*** Block opens ***

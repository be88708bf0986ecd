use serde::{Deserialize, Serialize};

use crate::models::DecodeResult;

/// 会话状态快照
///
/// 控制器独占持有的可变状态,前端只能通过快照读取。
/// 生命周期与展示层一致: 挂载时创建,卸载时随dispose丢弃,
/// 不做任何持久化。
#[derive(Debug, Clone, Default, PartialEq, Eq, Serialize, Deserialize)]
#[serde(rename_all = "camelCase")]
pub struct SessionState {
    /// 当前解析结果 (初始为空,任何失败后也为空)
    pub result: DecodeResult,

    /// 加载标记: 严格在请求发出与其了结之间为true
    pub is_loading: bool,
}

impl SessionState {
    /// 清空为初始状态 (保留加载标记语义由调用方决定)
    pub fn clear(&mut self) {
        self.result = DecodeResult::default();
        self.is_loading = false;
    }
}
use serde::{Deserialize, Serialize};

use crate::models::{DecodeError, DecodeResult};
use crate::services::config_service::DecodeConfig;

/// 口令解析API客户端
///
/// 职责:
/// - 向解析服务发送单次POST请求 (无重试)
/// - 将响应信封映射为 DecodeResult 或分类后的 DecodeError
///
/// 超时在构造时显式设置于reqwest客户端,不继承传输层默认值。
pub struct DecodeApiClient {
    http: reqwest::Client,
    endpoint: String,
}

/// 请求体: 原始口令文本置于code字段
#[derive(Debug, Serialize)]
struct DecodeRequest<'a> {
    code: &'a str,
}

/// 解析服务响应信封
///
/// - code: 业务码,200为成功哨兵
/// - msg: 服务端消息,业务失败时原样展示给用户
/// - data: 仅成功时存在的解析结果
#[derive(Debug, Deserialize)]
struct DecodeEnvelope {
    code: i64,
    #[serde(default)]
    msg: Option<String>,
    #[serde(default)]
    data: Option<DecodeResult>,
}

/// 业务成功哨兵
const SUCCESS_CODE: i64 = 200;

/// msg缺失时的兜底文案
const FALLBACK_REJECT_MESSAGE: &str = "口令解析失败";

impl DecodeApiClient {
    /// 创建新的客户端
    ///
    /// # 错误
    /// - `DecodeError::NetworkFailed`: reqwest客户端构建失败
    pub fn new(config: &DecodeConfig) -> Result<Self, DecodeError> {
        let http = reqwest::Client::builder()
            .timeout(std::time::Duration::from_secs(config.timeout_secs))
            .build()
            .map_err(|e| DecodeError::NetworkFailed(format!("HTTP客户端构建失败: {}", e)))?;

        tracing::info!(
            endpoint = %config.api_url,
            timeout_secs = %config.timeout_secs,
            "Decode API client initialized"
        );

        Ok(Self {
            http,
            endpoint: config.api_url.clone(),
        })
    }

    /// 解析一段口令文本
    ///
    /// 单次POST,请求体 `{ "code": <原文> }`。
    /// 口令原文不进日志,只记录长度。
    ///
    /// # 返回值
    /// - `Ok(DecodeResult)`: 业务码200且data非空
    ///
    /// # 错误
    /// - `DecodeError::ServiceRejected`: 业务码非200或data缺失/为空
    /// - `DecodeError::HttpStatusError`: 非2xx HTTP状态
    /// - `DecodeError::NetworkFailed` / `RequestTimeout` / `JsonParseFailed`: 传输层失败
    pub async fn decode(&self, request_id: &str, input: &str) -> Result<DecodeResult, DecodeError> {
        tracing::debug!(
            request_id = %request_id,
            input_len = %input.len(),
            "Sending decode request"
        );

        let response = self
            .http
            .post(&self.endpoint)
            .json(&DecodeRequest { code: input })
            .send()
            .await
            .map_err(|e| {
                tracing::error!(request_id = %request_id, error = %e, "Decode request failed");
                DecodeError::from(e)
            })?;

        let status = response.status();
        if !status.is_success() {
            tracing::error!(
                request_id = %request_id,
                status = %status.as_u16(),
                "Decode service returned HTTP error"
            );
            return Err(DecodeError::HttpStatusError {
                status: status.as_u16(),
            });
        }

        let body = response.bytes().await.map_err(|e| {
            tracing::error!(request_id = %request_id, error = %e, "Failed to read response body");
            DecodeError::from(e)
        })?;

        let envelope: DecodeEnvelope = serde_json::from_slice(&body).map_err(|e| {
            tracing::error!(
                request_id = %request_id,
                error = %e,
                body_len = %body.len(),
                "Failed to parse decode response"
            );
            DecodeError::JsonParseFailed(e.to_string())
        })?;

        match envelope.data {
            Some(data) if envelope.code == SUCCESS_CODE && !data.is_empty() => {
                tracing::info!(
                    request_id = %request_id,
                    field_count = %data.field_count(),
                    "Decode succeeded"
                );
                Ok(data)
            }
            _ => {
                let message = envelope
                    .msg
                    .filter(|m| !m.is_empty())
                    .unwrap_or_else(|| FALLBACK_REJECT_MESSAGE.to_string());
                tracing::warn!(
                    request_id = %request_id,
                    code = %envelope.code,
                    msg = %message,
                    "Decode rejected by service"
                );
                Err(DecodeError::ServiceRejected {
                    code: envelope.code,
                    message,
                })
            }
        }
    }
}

*** Block closes ***

**About this task**. For each line in the records that holds "body", show that line as it stands.

**Expected output**.
        let body = response.bytes().await.map_err(|e| {
            tracing::error!(request_id = %request_id, error = %e, "Failed to read response body");
        let envelope: DecodeEnvelope = serde_json::from_slice(&body).map_err(|e| {
                body_len = %body.len(),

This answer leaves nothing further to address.